- Coinbase argumenta que CFTC já tem poder sobre mercados preditivos
- Estados alegam que plataformas funcionam como apostas ilegais
- Disputas judiciais criam ambiente fragmentado nos EUA
A Coinbase entrou na disputa sobre quem deve regular os mercados de previsão nos Estados Unidos. Em carta enviada à Commodity Futures Trading Commission (CFTC) no dia 30 de abril, a exchange defendeu que esses instrumentos financeiros já estão cobertos pela legislação de derivativos existente.
O Faryar Shirzad, diretor de políticas públicas da empresa, apresentou quatro argumentos principais. O executivo afirmou que contratos baseados em eventos já fazem parte da estrutura regulatória atual.
“Mercados preditivos podem parecer novidade, mas se encaixam confortavelmente na autoridade estatutária existente não é necessário novo mandato”, escreveu Shirzad no X.
Guerra jurisdicional divide estados
A posição da Coinbase surge em momento crítico. Sob comando de Michael Selig, a CFTC intensificou sua reivindicação de jurisdição exclusiva sobre esses mercados. O órgão federal classifica os contratos como “swaps” sob a Lei de Intercâmbio de Commodities, argumentando que a lei federal deve prevalecer sobre ações estaduais.
Texas, Arizona, Nevada e New Jersey lideram a resistência. Esses estados defendem que plataformas de previsão operam essencialmente como jogos de azar e devem ser reguladas localmente. A disputa já gerou múltiplos processos judiciais.
A CFTC processou Arizona, Connecticut, Illinois, Nova York e Wisconsin para bloquear ações de fiscalização contra plataformas. Paralelamente, Nova York moveu ação contra Coinbase Financial Markets e Gemini. O Arizona abriu processo criminal contra a Kalshi, enquanto Wisconsin, Connecticut e Illinois emitiram ordens de cessação contra Kalshi e Polymarket.
Fragmentação ameaça mercado nacional
Os tribunais têm emitido decisões conflitantes. Alguns favorecem a preempção federal, outros apoiam a autoridade estadual. Esse cenário fragmentado cria incerteza jurídica significativa para operadores e investidores.

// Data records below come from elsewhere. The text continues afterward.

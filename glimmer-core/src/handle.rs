use std::sync::{Arc, OnceLock};
use std::time::Instant;

use candle_core::Device;
use image::DynamicImage;
use tokio::sync::Mutex;

use crate::{Error, ImageModel, Invocation, Result};

type SharedModel = Arc<Mutex<Box<dyn ImageModel>>>;

/// Process-wide, load-once handle to the generative model.
///
/// The compute device is known from construction so requests can be
/// resolved while the weights are still loading; the model itself is
/// installed exactly once and every call into it is serialized.
pub struct ModelHandle {
    device: Device,
    model: OnceLock<SharedModel>,
}

impl ModelHandle {
    pub fn new(device: Device) -> Self {
        Self {
            device,
            model: OnceLock::new(),
        }
    }

    /// Build a handle that is ready immediately.
    pub fn with_model(device: Device, model: Box<dyn ImageModel>) -> Self {
        let handle = Self::new(device);
        // A fresh handle has an empty slot.
        let _ = handle.model.set(Arc::new(Mutex::new(model)));
        handle
    }

    pub fn device(&self) -> &Device {
        &self.device
    }

    pub fn is_ready(&self) -> bool {
        self.model.get().is_some()
    }

    /// Installs the loaded model. Fails if one is already installed.
    pub fn install(&self, model: Box<dyn ImageModel>) -> anyhow::Result<()> {
        self.model
            .set(Arc::new(Mutex::new(model)))
            .map_err(|_| anyhow::anyhow!("a model is already installed"))
    }

    /// Runs one generation.
    ///
    /// Waits (without a timeout) until no other generation is in flight,
    /// then calls the model on the blocking pool. Once started the call
    /// runs to completion even if the caller stops waiting for it.
    pub async fn invoke(&self, invocation: Invocation) -> Result<DynamicImage> {
        let model = self.model.get().ok_or(Error::ServiceUnavailable)?.clone();

        let mut model = model.lock_owned().await;
        let mode = invocation.mode();
        let (height, width) = (invocation.height, invocation.width);
        let started = Instant::now();
        tracing::debug!(%mode, height, width, "model acquired");

        let image = tokio::task::spawn_blocking(move || model.generate(invocation))
            .await
            .map_err(|e| Error::Generation(format!("inference task failed: {e}")))?
            .map_err(|e| Error::Generation(format!("{e:#}")))?;

        tracing::info!(
            %mode,
            height,
            width,
            elapsed_ms = started.elapsed().as_millis() as u64,
            "generation finished"
        );
        Ok(image)
    }
}

impl std::fmt::Debug for ModelHandle {
    fn fmt(&self, f: &mut std::fmt::Formatter<'_>) -> std::fmt::Result {
        f.debug_struct("ModelHandle")
            .field("device", &self.device)
            .field("ready", &self.is_ready())
            .finish()
    }
}
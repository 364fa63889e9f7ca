use std::io::Cursor;

use base64::prelude::*;
use image::{DynamicImage, ImageFormat};

use crate::{Error, Result};

/// Prefix of every encoded result; clients use the string directly as an
/// image source.
pub const DATA_URI_PREFIX: &str = "data:image/png;base64,";

/// Encodes an image as a PNG data URI.
pub fn image_to_data_uri(image: &DynamicImage) -> Result<String> {
    let mut bytes = Vec::new();
    image
        .write_to(&mut Cursor::new(&mut bytes), ImageFormat::Png)
        .map_err(|e| Error::Encode(e.to_string()))?;
    let mut uri = String::with_capacity(DATA_URI_PREFIX.len() + bytes.len() * 4 / 3 + 4);
    uri.push_str(DATA_URI_PREFIX);
    BASE64_STANDARD.encode_string(&bytes, &mut uri);
    Ok(uri)
}

/// Decodes an uploaded file and normalizes it to 8-bit RGB.
pub fn decode_reference(name: &str, bytes: &[u8]) -> Result<DynamicImage> {
    let image = image::load_from_memory(bytes).map_err(|e| Error::Decode {
        name: name.to_string(),
        message: e.to_string(),
    })?;
    Ok(DynamicImage::ImageRgb8(image.to_rgb8()))
}
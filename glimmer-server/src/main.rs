use std::sync::Arc;

use anyhow::{Context, Result};
use clap::Parser;
use glimmer_core::{load_model, select_best_device, DeviceMap, LoadOptions, ModelHandle};
use hf_hub::api::tokio::Api;
use tokio::net::TcpListener;

mod error;
mod routes;

use routes::AppState;

const DEFAULT_LOG_FILTER: &str = "glimmer_server=info,glimmer_core=info,tower_http=info";

// Define command line arguments
#[derive(Parser, Debug)]
#[command(author, version, about = "Glimmer image generation server")]
struct Args {
    /// Host address to bind the server to
    #[arg(long, env = "GLIMMER_HOST", default_value = "0.0.0.0")]
    host: String,

    /// Port to bind the server to
    #[arg(long, env = "GLIMMER_PORT", default_value_t = 7860)]
    port: u16,

    /// Model repository to load
    #[arg(long, env = "GLIMMER_MODEL", default_value = "black-forest-labs/FLUX.1-schnell")]
    model: String,

    /// Use CPU instead of GPU
    #[arg(long, env = "GLIMMER_CPU")]
    cpu: bool,

    /// Accelerator to run on: `cpu` or a device ordinal
    #[arg(long, env = "GLIMMER_DEVICE", default_value_t = DeviceMap::default())]
    device: DeviceMap,

    /// Share of the sampling schedule re-run over reference images
    #[arg(long, env = "GLIMMER_IMG2IMG_STRENGTH", default_value_t = 0.75)]
    img2img_strength: f64,

    /// Maximum request body size in MiB
    #[arg(long, env = "GLIMMER_MAX_UPLOAD_MB", default_value_t = 64)]
    max_upload_mb: usize,

    /// Emit logs as JSON lines
    #[arg(long, env = "GLIMMER_LOG_JSON")]
    log_json: bool,
}

impl Args {
    fn device_map(&self) -> DeviceMap {
        if self.cpu {
            DeviceMap::ForceCpu
        } else {
            self.device
        }
    }
}

fn init_tracing(json: bool) {
    let filter = tracing_subscriber::EnvFilter::try_from_default_env()
        .unwrap_or_else(|_| DEFAULT_LOG_FILTER.into());
    let subscriber = tracing_subscriber::fmt()
        .with_env_filter(filter)
        .with_target(true);
    if json {
        subscriber.json().init();
    } else {
        subscriber.init();
    }
}

#[tokio::main]
async fn main() -> Result<()> {
    let args = Args::parse();
    init_tracing(args.log_json);
    tracing::info!(version = env!("CARGO_PKG_VERSION"), "glimmer-server starting");

    let device = select_best_device(args.device_map()).context("failed to set up device")?;
    tracing::info!(?device, "selected compute device");

    // The server accepts traffic while the model loads; generation requests
    // get 503 until the handle is filled.
    let handle = Arc::new(ModelHandle::new(device.clone()));
    let app = routes::router(
        AppState {
            model: handle.clone(),
        },
        args.max_upload_mb * 1024 * 1024,
    );

    let bind_address = format!("{}:{}", args.host, args.port);
    let listener = TcpListener::bind(&bind_address)
        .await
        .with_context(|| format!("failed to bind {bind_address}"))?;
    tracing::info!(address = %listener.local_addr()?, "HTTP server listening");

    let load = async {
        let options = LoadOptions {
            img2img_strength: args.img2img_strength,
        };
        let model = load_model(&args.model, Api::new()?, device, options)
            .await
            .with_context(|| format!("failed to load model {}", args.model))?;
        handle.install(model)?;
        tracing::info!(model = %args.model, "model ready");
        std::future::pending::<Result<()>>().await
    };
    let server = async {
        axum::serve(listener, app)
            .with_graceful_shutdown(shutdown_signal())
            .await
    };

    tokio::select! {
        result = server => result.context("server error")?,
        result = load => {
            if let Err(e) = &result {
                tracing::error!(error = ?e, "model loading failed");
            }
            result?;
        }
    }

    tracing::info!("glimmer-server stopped");
    Ok(())
}

/// Resolves when SIGINT (Ctrl-C) or SIGTERM is received.
async fn shutdown_signal() {
    let ctrl_c = async {
        if let Err(e) = tokio::signal::ctrl_c().await {
            tracing::warn!(error = %e, "failed to install CTRL+C signal handler");
        }
    };

    #[cfg(unix)]
    let terminate = async {
        use tokio::signal::unix::{signal, SignalKind};
        match signal(SignalKind::terminate()) {
            Ok(mut s) => {
                s.recv().await;
            }
            Err(e) => tracing::warn!(error = %e, "failed to install SIGTERM handler"),
        }
    };

    #[cfg(not(unix))]
    let terminate = std::future::pending::<()>();

    tokio::select! {
        _ = ctrl_c => {}
        _ = terminate => {}
    }

    tracing::info!("shutdown signal received");
}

A Coinbase alertou que intervenções estaduais podem fragmentar mercados interestaduais. Segundo a empresa, o Congresso designou a supervisão de derivativos à CFTC justamente para garantir supervisão nacional consistente. A exchange argumentou ainda que esses instrumentos, assim como futuros tradicionais, agregam informações dispersas em preços e permitem que participantes se protejam contra incertezas.
O quarto ponto da carta destacou poderes de fiscalização já existentes. A Coinbase ressaltou que a CFTC possui autoridade para revisar, condicionar ou proibir contratos que conflitem com interesse público. Isso inclui aqueles envolvendo manipulação ou dano potencial.
Impacto brasileiro observa modelo
Para o mercado brasileiro, a disputa americana oferece lições importantes. Enquanto a regulação cripto avança no Brasil, a questão dos mercados preditivos ainda não entrou no radar dos reguladores locais. A eventual resolução do conflito nos EUA pode servir de modelo para futuras discussões no país.
Exchanges brasileiras acompanham de perto o desenrolar da situação. Uma vitória da abordagem federal unificada nos EUA poderia encorajar iniciativas similares no Brasil, onde a fragmentação regulatória entre diferentes órgãos já é uma preocupação do setor.
“Mercados preditivos estão amadurecendo. A questão não é se eles se encaixam na lei eles se encaixam mas como garantir que se desenvolvam com integridade, clareza e salvaguardas apropriadas”, concluiu Shirzad. A Coinbase sinalizou que continuará dialogando com a Comissão conforme a abordagem regulatória evolui.
A batalha regulatória reflete tensões mais amplas sobre inovação financeira. Enquanto defensores argumentam que mercados de previsão oferecem descoberta de preços valiosa e ferramentas de hedge, críticos veem riscos de manipulação e problemas sociais associados a apostas. Com ações judiciais em múltiplas jurisdições, a resolução final pode levar anos.